The CTCC has run the 30 plus scheme for several years to get the best use from sound experienced officers who can perform valuable roles and retain both skills and experience that would otherwise be lost by retirement. Many officers has successfully applied for inclusion in the scheme, offered good value for money and given benefit of their skills base, achieved over many years. Loss of valuable skills, taken many years to accumulate, would take many years to replace. The scheme would help with succession planning and prevent the sudden loss of vital experience and performance.

The scheme was designed exactly for this purpose, the retention of  valuable skills and experience. Officers had to register their interest in the scheme and apply to the CTCC in writing, provide evidence of their skills and experience that would benefit the Force, be assessed to be fully competent, judged to be in satisfactory health and committed to further service. Participants in the scheme would be reviewed after 12 months to see if their particular brand of expertise was needed for consideration of a further 12 months. 

It was likely that demand for inclusion in the scheme would rise but that operational need for the scheme would fall. The important thing was the scheme was to concentrate on skill retention and not the potential popularity of the scheme.

The CTCC decided to finish the 30 plus scheme across the board. Perhaps a way of slashing costs and making some small part of the budget targets achievable and allowing for someone to hit their own performance targets.

This could be further workplace modernisation, or making the Police service more affordable at the CTCC, more financially viable for the next review period, there could even be a performance bonus in it for someone.

One thing is for sure, reducing the costs of policing by reducing the number of police officers is not good for business.

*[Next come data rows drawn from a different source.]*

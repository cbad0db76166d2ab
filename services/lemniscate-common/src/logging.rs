//! Logging setup for the scanner binary.
//!
//! Two output formats: `pretty` for terminals and `json` (one flattened
//! object per event) for log shippers. HTTP and TLS internals are pinned to
//! `warn` so a scan at `debug` shows per-ticker scoring, not socket chatter.
//! `RUST_LOG` replaces the computed filter entirely when set.

use std::fmt;
use std::str::FromStr;
use tracing_subscriber::prelude::*;
use tracing_subscriber::EnvFilter;

/// Targets always capped at `warn`.
pub const NOISY_MODULES: &[&str] = &[
    "hyper",
    "hyper_util",
    "reqwest",
    "h2",
    "rustls",
    "tower_http",
];

/// Log output format.
#[derive(Debug, Clone, Copy, PartialEq, Eq, Default)]
pub enum LogFormat {
    #[default]
    Pretty,
    Json,
}

impl FromStr for LogFormat {
    type Err = String;

    fn from_str(s: &str) -> Result<Self, Self::Err> {
        match s.trim().to_ascii_lowercase().as_str() {
            "pretty" => Ok(Self::Pretty),
            "json" => Ok(Self::Json),
            other => Err(format!("unknown log format {:?}", other)),
        }
    }
}

impl fmt::Display for LogFormat {
    fn fmt(&self, f: &mut fmt::Formatter<'_>) -> fmt::Result {
        f.write_str(match self {
            Self::Pretty => "pretty",
            Self::Json => "json",
        })
    }
}

fn filter_directives(log_level: &str, excluded_targets: &[String]) -> String {
    std::iter::once(log_level.to_string())
        .chain(
            NOISY_MODULES
                .iter()
                .map(|m| m.to_string())
                .chain(excluded_targets.iter().cloned())
                .map(|target| format!("{}=warn", target)),
        )
        .collect::<Vec<_>>()
        .join(",")
}

/// Install the global subscriber.
pub fn init_logging(log_level: &str, log_format: &str) {
    init_logging_with_exclusions(log_level, log_format, &[]);
}

/// Install the global subscriber, also capping `excluded_targets` at `warn`.
///
/// An unknown format falls back to `pretty`. A second call is a no-op.
pub fn init_logging_with_exclusions(
    log_level: &str,
    log_format: &str,
    excluded_targets: &[String],
) {
    let format = log_format.parse::<LogFormat>().unwrap_or_default();
    let filter = EnvFilter::try_from_default_env()
        .unwrap_or_else(|_| EnvFilter::new(filter_directives(log_level, excluded_targets)));

    let registry = tracing_subscriber::registry().with(filter);
    let installed = match format {
        LogFormat::Json => registry
            .with(
                tracing_subscriber::fmt::layer()
                    .json()
                    .flatten_event(true)
                    .with_target(true)
                    .with_current_span(false),
            )
            .try_init(),
        LogFormat::Pretty => registry
            .with(tracing_subscriber::fmt::layer().with_target(true))
            .try_init(),
    };

    if installed.is_ok() {
        tracing::info!(
            log_level,
            log_format = %format,
            capped_targets = NOISY_MODULES.len() + excluded_targets.len(),
            "Logging initialized"
        );
    }
}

The loss of valuable skills will not continue to be handed down, passed on to the next generation of police officers or offer good value for money.

But then again, we are constantly told that we are investing more than ever before our police service. We have more police numbers than ever before.

Where are they ?  They aren’t on response where the average service experience seems to be about 18 months. Nor are they on the front line operational support departments.

They certainly aren’t on the 30 plus scheme, not any more.


3 Responses

  1. Where are they? In the mid 1980s when there were less Police Officers than now(?) we had full shifts, CID at every station. with Divisional, burglary squads drugs squads, street offences squads, antiques/dealers squads and stolen cycle squads.
    All the custody staff were Police Officers, as were the Collators, the Crime Prevention Officers, the Magistrates and Crown Court Officers,and all the Scenes of Crime and Photographic Officers.
    We used to escort prisoners to and from Prison and collect wanted persons from all around the country.
    And we still used to send hundreds of Officers to the Miners Strike, which lasted for a year.
    Whre are they? There must be an answer but I do not know what it is.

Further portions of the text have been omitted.